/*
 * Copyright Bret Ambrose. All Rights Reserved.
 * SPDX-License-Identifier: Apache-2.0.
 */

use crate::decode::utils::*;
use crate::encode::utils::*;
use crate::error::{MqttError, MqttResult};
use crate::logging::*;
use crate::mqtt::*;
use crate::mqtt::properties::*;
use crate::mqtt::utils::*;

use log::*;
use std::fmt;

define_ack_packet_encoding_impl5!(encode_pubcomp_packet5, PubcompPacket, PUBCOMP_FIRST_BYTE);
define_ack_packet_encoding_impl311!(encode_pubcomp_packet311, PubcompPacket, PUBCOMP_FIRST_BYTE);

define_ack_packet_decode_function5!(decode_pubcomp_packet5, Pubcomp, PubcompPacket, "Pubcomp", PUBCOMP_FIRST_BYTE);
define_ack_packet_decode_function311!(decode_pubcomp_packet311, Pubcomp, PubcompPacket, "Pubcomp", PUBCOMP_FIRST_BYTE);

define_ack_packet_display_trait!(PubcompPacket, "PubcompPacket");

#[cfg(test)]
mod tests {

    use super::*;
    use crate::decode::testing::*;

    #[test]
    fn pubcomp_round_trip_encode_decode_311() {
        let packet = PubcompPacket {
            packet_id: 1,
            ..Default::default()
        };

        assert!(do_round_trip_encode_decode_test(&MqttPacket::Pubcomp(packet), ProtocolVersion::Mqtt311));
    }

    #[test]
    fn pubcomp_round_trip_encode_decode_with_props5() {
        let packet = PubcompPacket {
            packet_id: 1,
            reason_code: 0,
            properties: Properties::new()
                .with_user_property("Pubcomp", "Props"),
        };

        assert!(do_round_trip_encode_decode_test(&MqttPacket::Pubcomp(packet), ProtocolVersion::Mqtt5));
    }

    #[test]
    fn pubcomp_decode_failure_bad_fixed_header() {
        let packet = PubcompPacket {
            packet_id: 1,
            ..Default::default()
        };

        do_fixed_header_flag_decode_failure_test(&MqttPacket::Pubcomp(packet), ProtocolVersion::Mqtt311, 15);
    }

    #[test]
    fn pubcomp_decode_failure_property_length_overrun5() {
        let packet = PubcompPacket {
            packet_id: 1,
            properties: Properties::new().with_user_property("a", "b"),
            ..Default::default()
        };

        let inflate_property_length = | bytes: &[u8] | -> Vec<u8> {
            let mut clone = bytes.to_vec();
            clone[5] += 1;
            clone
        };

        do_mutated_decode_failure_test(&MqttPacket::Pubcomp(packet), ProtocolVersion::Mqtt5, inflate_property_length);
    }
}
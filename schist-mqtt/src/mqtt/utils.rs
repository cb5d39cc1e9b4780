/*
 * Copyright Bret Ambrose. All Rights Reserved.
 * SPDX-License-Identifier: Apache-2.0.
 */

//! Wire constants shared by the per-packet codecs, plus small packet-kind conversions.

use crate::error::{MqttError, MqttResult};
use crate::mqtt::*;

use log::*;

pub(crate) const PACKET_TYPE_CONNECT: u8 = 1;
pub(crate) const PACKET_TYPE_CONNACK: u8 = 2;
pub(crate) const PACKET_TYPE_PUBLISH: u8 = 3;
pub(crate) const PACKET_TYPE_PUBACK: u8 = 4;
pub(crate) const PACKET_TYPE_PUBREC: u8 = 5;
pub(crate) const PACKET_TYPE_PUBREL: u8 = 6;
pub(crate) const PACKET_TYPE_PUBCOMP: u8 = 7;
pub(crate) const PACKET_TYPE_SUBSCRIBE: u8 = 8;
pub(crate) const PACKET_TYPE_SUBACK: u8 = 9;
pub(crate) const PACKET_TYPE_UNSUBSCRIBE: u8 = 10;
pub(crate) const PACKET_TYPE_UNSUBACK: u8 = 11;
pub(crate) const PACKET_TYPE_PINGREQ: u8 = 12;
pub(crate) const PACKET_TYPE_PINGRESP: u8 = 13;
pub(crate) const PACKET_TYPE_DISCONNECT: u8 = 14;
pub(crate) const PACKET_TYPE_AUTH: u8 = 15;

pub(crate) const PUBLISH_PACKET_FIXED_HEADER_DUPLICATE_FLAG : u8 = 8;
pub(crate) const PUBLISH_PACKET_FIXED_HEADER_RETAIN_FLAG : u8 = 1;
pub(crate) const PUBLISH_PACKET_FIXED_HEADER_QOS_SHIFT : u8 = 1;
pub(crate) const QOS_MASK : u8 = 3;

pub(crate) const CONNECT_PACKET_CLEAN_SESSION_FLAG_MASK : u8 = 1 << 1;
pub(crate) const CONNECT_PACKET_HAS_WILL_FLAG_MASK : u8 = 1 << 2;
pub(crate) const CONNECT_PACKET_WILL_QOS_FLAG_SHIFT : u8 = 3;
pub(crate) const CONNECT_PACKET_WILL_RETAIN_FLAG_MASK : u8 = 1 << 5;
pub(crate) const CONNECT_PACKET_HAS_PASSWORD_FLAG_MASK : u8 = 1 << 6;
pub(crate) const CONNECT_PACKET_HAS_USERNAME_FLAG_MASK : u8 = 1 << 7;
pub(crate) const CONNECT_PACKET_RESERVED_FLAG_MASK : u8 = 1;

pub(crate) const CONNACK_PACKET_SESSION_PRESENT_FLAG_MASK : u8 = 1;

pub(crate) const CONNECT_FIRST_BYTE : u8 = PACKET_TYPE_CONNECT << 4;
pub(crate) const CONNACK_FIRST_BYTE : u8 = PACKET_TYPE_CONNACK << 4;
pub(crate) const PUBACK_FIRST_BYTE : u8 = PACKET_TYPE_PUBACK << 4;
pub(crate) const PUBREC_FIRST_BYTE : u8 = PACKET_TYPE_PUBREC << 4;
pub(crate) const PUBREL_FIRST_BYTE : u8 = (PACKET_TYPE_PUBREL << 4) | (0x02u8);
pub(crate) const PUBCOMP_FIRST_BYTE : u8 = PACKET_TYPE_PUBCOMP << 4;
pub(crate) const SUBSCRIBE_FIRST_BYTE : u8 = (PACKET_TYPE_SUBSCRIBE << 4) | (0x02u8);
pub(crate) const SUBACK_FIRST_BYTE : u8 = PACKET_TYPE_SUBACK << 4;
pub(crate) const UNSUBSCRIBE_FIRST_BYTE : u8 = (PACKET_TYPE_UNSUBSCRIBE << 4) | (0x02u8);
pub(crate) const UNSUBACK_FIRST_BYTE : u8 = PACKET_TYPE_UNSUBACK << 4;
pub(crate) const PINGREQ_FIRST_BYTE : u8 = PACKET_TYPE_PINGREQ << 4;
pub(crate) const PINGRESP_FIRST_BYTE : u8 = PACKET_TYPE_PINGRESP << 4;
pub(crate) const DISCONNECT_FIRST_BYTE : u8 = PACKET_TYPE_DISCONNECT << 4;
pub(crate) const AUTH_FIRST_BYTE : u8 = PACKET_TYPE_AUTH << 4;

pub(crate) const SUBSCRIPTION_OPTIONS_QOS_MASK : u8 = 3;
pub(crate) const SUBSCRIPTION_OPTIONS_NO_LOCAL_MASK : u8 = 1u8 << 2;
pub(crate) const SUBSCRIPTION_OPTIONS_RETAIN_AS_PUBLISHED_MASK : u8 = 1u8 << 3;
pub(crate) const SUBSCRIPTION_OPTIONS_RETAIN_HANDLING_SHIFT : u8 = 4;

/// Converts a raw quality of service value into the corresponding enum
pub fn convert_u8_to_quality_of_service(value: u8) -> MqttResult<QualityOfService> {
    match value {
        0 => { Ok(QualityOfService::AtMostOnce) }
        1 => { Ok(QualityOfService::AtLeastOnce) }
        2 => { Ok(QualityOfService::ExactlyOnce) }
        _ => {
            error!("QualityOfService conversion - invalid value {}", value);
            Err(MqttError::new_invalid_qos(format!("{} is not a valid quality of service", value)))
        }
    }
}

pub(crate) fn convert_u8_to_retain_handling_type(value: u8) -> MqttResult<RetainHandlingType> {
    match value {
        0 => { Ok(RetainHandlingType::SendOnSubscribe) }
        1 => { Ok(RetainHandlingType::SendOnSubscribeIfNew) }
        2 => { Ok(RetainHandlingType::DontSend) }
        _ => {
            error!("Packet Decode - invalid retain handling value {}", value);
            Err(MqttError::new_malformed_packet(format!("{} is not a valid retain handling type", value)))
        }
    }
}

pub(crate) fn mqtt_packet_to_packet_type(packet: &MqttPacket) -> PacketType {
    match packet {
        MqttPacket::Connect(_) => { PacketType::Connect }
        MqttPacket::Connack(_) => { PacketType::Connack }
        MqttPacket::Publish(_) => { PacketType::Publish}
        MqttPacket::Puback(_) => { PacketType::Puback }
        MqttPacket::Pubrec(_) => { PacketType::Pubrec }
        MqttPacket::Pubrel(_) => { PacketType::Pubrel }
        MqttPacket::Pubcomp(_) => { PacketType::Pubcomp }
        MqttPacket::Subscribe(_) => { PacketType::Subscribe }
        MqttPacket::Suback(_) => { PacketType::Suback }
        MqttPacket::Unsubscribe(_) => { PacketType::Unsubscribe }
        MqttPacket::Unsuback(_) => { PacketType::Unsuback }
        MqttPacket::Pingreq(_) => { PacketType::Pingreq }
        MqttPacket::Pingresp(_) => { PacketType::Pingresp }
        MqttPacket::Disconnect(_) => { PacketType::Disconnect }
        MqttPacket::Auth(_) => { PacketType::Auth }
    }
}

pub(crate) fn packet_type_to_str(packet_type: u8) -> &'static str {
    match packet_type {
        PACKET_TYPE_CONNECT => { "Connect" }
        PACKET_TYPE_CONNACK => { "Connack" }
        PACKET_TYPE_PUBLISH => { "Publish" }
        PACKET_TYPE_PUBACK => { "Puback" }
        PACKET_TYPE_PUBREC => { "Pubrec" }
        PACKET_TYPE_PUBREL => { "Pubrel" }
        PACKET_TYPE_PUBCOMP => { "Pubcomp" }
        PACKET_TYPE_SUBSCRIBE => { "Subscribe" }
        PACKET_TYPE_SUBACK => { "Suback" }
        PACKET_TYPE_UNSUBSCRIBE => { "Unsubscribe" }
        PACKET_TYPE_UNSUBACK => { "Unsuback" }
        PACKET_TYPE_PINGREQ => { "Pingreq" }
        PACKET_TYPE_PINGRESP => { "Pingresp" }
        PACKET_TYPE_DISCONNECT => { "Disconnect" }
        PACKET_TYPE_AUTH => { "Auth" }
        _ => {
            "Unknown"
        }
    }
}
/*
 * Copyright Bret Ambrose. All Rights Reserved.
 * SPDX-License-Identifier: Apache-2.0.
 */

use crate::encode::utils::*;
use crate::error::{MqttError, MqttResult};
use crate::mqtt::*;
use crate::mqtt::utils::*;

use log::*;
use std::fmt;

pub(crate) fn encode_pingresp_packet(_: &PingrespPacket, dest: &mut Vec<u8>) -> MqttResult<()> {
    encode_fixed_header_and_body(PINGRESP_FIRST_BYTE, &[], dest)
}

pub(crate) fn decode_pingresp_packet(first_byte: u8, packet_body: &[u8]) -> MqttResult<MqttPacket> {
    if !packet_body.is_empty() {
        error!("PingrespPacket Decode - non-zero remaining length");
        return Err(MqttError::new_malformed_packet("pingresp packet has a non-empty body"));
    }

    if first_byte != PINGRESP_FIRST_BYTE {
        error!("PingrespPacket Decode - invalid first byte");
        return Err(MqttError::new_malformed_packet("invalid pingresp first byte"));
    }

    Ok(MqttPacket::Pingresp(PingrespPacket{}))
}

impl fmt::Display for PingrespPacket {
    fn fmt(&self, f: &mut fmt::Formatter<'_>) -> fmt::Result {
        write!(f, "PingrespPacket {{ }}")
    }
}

......

=== Problem to work on ===
From the entries above, work out the number of lines containing the string "match" and give that number by itself.

=== Worked solution ===
4